▶ **TASK REQUIREMENTS**
In the records, each line holding "impl" must be reported.
•••••
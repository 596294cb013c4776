//! Cell address and range types
//!
//! Rows and columns are 1-based. Row 0 and column 0 never appear in a parsed
//! address; they are reserved for metadata records inside the sparse store.

use crate::error::{Error, Result};
use crate::{MAX_COLS, MAX_ROWS};
use std::fmt;
use std::str::FromStr;

/// A cell address (e.g., "A1", "$B$2")
///
/// Cell addresses use a combination of column letters (A-XFD) and row numbers (1-1048576).
/// The optional `$` prefix makes a reference absolute (doesn't change when copied).
#[derive(Debug, Clone, Copy, PartialEq, Eq, Hash)]
#[cfg_attr(feature = "serde", derive(serde::Serialize, serde::Deserialize))]
pub struct CellAddress {
    /// Row number (1-based)
    pub row: u32,
    /// Column number (1-based, A=1, B=2, ..., XFD=16384)
    pub col: u16,
    /// Whether the row reference is absolute ($)
    pub row_absolute: bool,
    /// Whether the column reference is absolute ($)
    pub col_absolute: bool,
}

impl CellAddress {
    /// Create a new cell address with relative references
    pub fn new(row: u32, col: u16) -> Self {
        Self {
            row,
            col,
            row_absolute: false,
            col_absolute: false,
        }
    }

    /// Create a new cell address with specified absolute/relative flags
    pub fn with_absolute(row: u32, col: u16, row_absolute: bool, col_absolute: bool) -> Self {
        Self {
            row,
            col,
            row_absolute,
            col_absolute,
        }
    }

    /// Create an absolute cell address ($A$1 style)
    pub fn absolute(row: u32, col: u16) -> Self {
        Self::with_absolute(row, col, true, true)
    }

    /// Parse a cell address from A1-style notation
    ///
    /// # Examples
    /// ```
    /// use sheetgrid_core::CellAddress;
    ///
    /// let addr = CellAddress::parse("A1").unwrap();
    /// assert_eq!(addr.row, 1);
    /// assert_eq!(addr.col, 1);
    ///
    /// let addr = CellAddress::parse("$B$2").unwrap();
    /// assert_eq!(addr.row, 2);
    /// assert_eq!(addr.col, 2);
    /// assert!(addr.row_absolute);
    /// assert!(addr.col_absolute);
    /// ```
    pub fn parse(s: &str) -> Result<Self> {
        let s = s.trim();
        if s.is_empty() {
            return Err(Error::InvalidAddress("empty address".into()));
        }

        let bytes = s.as_bytes();
        let mut pos = 0;

        let col_absolute = if bytes.get(pos) == Some(&b'$') {
            pos += 1;
            true
        } else {
            false
        };

        let col_start = pos;
        while pos < bytes.len() && bytes[pos].is_ascii_alphabetic() {
            pos += 1;
        }

        if pos == col_start {
            return Err(Error::InvalidAddress(format!(
                "no column letters in '{}'",
                s
            )));
        }

        let col = Self::letters_to_column(&s[col_start..pos])?;

        let row_absolute = if bytes.get(pos) == Some(&b'$') {
            pos += 1;
            true
        } else {
            false
        };

        let row_str = &s[pos..];
        if row_str.is_empty() {
            return Err(Error::InvalidAddress(format!("no row number in '{}'", s)));
        }

        let row: u32 = row_str
            .parse()
            .map_err(|_| Error::InvalidAddress(format!("invalid row number in '{}'", s)))?;

        if row == 0 {
            return Err(Error::InvalidAddress(format!(
                "row number must be >= 1 in '{}'",
                s
            )));
        }

        if row > MAX_ROWS {
            return Err(Error::RowOutOfBounds(row, MAX_ROWS));
        }

        Ok(Self {
            row,
            col,
            row_absolute,
            col_absolute,
        })
    }

    /// Convert a 1-based column number to letters (1 = A, 26 = Z, 27 = AA, etc.)
    pub fn column_to_letters(col: u16) -> String {
        let mut result = String::new();
        let mut n = col as u32;

        while n > 0 {
            n -= 1;
            let c = ((n % 26) as u8 + b'A') as char;
            result.insert(0, c);
            n /= 26;
        }

        result
    }

    /// Convert column letters to a 1-based column number (A = 1, Z = 26, AA = 27, etc.)
    pub fn letters_to_column(letters: &str) -> Result<u16> {
        if letters.is_empty() {
            return Err(Error::InvalidAddress("empty column letters".into()));
        }
        if letters.len() > 3 {
            return Err(Error::InvalidAddress(format!(
                "column letters '{}' too long",
                letters
            )));
        }

        let mut col: u32 = 0;
        for c in letters.chars() {
            if !c.is_ascii_alphabetic() {
                return Err(Error::InvalidAddress(format!(
                    "invalid column letter '{}'",
                    c
                )));
            }
            col = col * 26 + (c.to_ascii_uppercase() as u32 - 'A' as u32 + 1);
        }

        if col > MAX_COLS as u32 {
            return Err(Error::ColumnOutOfBounds(col, MAX_COLS));
        }

        Ok(col as u16)
    }

    /// Format as A1-style string
    pub fn to_a1_string(&self) -> String {
        let mut result = String::new();

        if self.col_absolute {
            result.push('$');
        }
        result.push_str(&Self::column_to_letters(self.col));

        if self.row_absolute {
            result.push('$');
        }
        result.push_str(&self.row.to_string());

        result
    }

    /// Create a range from this address to another
    pub fn to(&self, other: CellAddress) -> CellRange {
        CellRange::new(*self, other)
    }
}

impl fmt::Display for CellAddress {
    fn fmt(&self, f: &mut fmt::Formatter<'_>) -> fmt::Result {
        write!(f, "{}", self.to_a1_string())
    }
}

impl FromStr for CellAddress {
    type Err = Error;

    fn from_str(s: &str) -> Result<Self> {
        Self::parse(s)
    }
}

/// A rectangular range of cells (e.g., "A1:B10")
#[derive(Debug, Clone, Copy, PartialEq, Eq, Hash)]
#[cfg_attr(feature = "serde", derive(serde::Serialize, serde::Deserialize))]
pub struct CellRange {
    /// Start address (top-left)
    pub start: CellAddress,
    /// End address (bottom-right)
    pub end: CellAddress,
}

impl CellRange {
    /// Create a new cell range
    pub fn new(start: CellAddress, end: CellAddress) -> Self {
        // Normalize so start is top-left and end is bottom-right
        let (start_row, end_row) = if start.row <= end.row {
            (start.row, end.row)
        } else {
            (end.row, start.row)
        };

        let (start_col, end_col) = if start.col <= end.col {
            (start.col, end.col)
        } else {
            (end.col, start.col)
        };

        Self {
            start: CellAddress::with_absolute(
                start_row,
                start_col,
                start.row_absolute,
                start.col_absolute,
            ),
            end: CellAddress::with_absolute(end_row, end_col, end.row_absolute, end.col_absolute),
        }
    }

    /// Create a range from row/column numbers
    pub fn from_indices(start_row: u32, start_col: u16, end_row: u32, end_col: u16) -> Self {
        Self::new(
            CellAddress::new(start_row, start_col),
            CellAddress::new(end_row, end_col),
        )
    }

    /// Create a single-cell range
    pub fn single(addr: CellAddress) -> Self {
        Self {
            start: addr,
            end: addr,
        }
    }

    /// Parse a range from A1:B10 notation
    ///
    /// Whole-column (`B:D`) and whole-row (`3:5`) references are accepted and
    /// expanded to the sheet limits.
    pub fn parse(s: &str) -> Result<Self> {
        let s = s.trim();

        let Some(colon_pos) = s.find(':') else {
            return Ok(Self::single(CellAddress::parse(s)?));
        };

        let (left, right) = (&s[..colon_pos], &s[colon_pos + 1..]);
        let left_bare = left.trim_start_matches('$');
        let right_bare = right.trim_start_matches('$');

        if !left_bare.is_empty() && left_bare.bytes().all(|b| b.is_ascii_alphabetic()) {
            let start_col = CellAddress::letters_to_column(left_bare)?;
            let end_col = CellAddress::letters_to_column(right_bare)?;
            return Ok(Self::from_indices(1, start_col, MAX_ROWS, end_col));
        }

        if !left_bare.is_empty() && left_bare.bytes().all(|b| b.is_ascii_digit()) {
            let start_row = Self::parse_row_number(left_bare, s)?;
            let end_row = Self::parse_row_number(right_bare, s)?;
            return Ok(Self::from_indices(start_row, 1, end_row, MAX_COLS));
        }

        let start = CellAddress::parse(left)?;
        let end = CellAddress::parse(right)?;
        Ok(Self::new(start, end))
    }

    fn parse_row_number(part: &str, whole: &str) -> Result<u32> {
        let row: u32 = part
            .parse()
            .map_err(|_| Error::InvalidRange(format!("invalid row number in '{}'", whole)))?;
        if row == 0 || row > MAX_ROWS {
            return Err(Error::RowOutOfBounds(row, MAX_ROWS));
        }
        Ok(row)
    }

    /// Check if a cell is within this range
    pub fn contains(&self, addr: &CellAddress) -> bool {
        self.contains_cell(addr.row, addr.col)
    }

    /// Check if a row/column pair is within this range
    pub fn contains_cell(&self, row: u32, col: u16) -> bool {
        row >= self.start.row && row <= self.end.row && col >= self.start.col && col <= self.end.col
    }

    /// Get the number of rows in the range
    pub fn row_count(&self) -> u32 {
        self.end.row - self.start.row + 1
    }

    /// Get the number of columns in the range
    pub fn col_count(&self) -> u16 {
        self.end.col - self.start.col + 1
    }

    /// Get the total number of cells in the range
    pub fn cell_count(&self) -> u64 {
        self.row_count() as u64 * self.col_count() as u64
    }

    /// Check if this range overlaps with another
    pub fn overlaps(&self, other: &CellRange) -> bool {
        self.start.row <= other.end.row
            && self.end.row >= other.start.row
            && self.start.col <= other.end.col
            && self.end.col >= other.start.col
    }

    /// Iterate over all cell addresses in the range (row by row)
    pub fn cells(&self) -> CellRangeIterator {
        CellRangeIterator {
            range: *self,
            current_row: self.start.row,
            current_col: self.start.col,
            remaining: self.cell_count(),
        }
    }

    /// Format as A1:B10 string
    pub fn to_a1_string(&self) -> String {
        if self.start == self.end {
            self.start.to_a1_string()
        } else {
            format!("{}:{}", self.start.to_a1_string(), self.end.to_a1_string())
        }
    }
}

impl fmt::Display for CellRange {
    fn fmt(&self, f: &mut fmt::Formatter<'_>) -> fmt::Result {
        write!(f, "{}", self.to_a1_string())
    }
}

impl FromStr for CellRange {
    type Err = Error;

    fn from_str(s: &str) -> Result<Self> {
        Self::parse(s)
    }
}

/// Iterator over cells in a range
pub struct CellRangeIterator {
    range: CellRange,
    current_row: u32,
    current_col: u16,
    remaining: u64,
}

impl Iterator for CellRangeIterator {
    type Item = CellAddress;

    fn next(&mut self) -> Option<Self::Item> {
        if self.remaining == 0 {
            return None;
        }

        let addr = CellAddress::new(self.current_row, self.current_col);
        self.remaining -= 1;

        if self.current_col >= self.range.end.col {
            self.current_col = self.range.start.col;
            self.current_row += 1;
        } else {
            self.current_col += 1;
        }

        Some(addr)
    }

    fn size_hint(&self) -> (usize, Option<usize>) {
        let remaining = self.remaining as usize;
        (remaining, Some(remaining))
    }
}

impl ExactSizeIterator for CellRangeIterator {}

/// An address made of one or more disjoint rectangles (`"A1:B2,D4"`)
///
/// Multi-area references are processed one rectangle at a time; the order of
/// areas is preserved as written.
#[derive(Debug, Clone, PartialEq, Eq, Hash, Default)]
#[cfg_attr(feature = "serde", derive(serde::Serialize, serde::Deserialize))]
pub struct RangeAddress {
    areas: Vec<CellRange>,
}

impl RangeAddress {
    /// Create an address from a list of areas
    pub fn new(areas: Vec<CellRange>) -> Self {
        Self { areas }
    }

    /// Parse a comma- or space-separated list of ranges
    ///
    /// OOXML `sqref` attributes separate areas with spaces, formulas with commas;
    /// both are accepted.
    pub fn parse(s: &str) -> Result<Self> {
        let areas = s
            .split(|c: char| c == ',' || c.is_whitespace())
            .filter(|part| !part.is_empty())
            .map(CellRange::parse)
            .collect::<Result<Vec<_>>>()?;

        if areas.is_empty() {
            return Err(Error::InvalidRange(format!("no areas in '{}'", s)));
        }

        Ok(Self { areas })
    }

    /// The rectangles making up this address
    pub fn areas(&self) -> &[CellRange] {
        &self.areas
    }

    /// Mutable access to the rectangles
    pub fn areas_mut(&mut self) -> &mut Vec<CellRange> {
        &mut self.areas
    }

    /// Check if any area contains the cell
    pub fn contains_cell(&self, row: u32, col: u16) -> bool {
        self.areas.iter().any(|a| a.contains_cell(row, col))
    }

    /// Check whether the address has no areas left (e.g. after a delete consumed them)
    pub fn is_empty(&self) -> bool {
        self.areas.is_empty()
    }

    /// Format with the OOXML `sqref` separator (space)
    pub fn to_sqref(&self) -> String {
        self.join(" ")
    }

    fn join(&self, sep: &str) -> String {
        self.areas
            .iter()
            .map(CellRange::to_a1_string)
            .collect::<Vec<_>>()
            .join(sep)
    }
}

impl fmt::Display for RangeAddress {
    fn fmt(&self, f: &mut fmt::Formatter<'_>) -> fmt::Result {
        write!(f, "{}", self.join(","))
    }
}

impl From<CellRange> for RangeAddress {
    fn from(range: CellRange) -> Self {
        Self { areas: vec![range] }
    }
}

impl FromStr for RangeAddress {
    type Err = Error;

    fn from_str(s: &str) -> Result<Self> {
        Self::parse(s)
    }
}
•••••
▶ **WORKED SOLUTION**
impl CellAddress {
impl fmt::Display for CellAddress {
impl FromStr for CellAddress {
impl CellRange {
impl fmt::Display for CellRange {
impl FromStr for CellRange {
impl Iterator for CellRangeIterator {
impl ExactSizeIterator for CellRangeIterator {}
impl RangeAddress {
impl fmt::Display for RangeAddress {
impl From<CellRange> for RangeAddress {
impl FromStr for RangeAddress {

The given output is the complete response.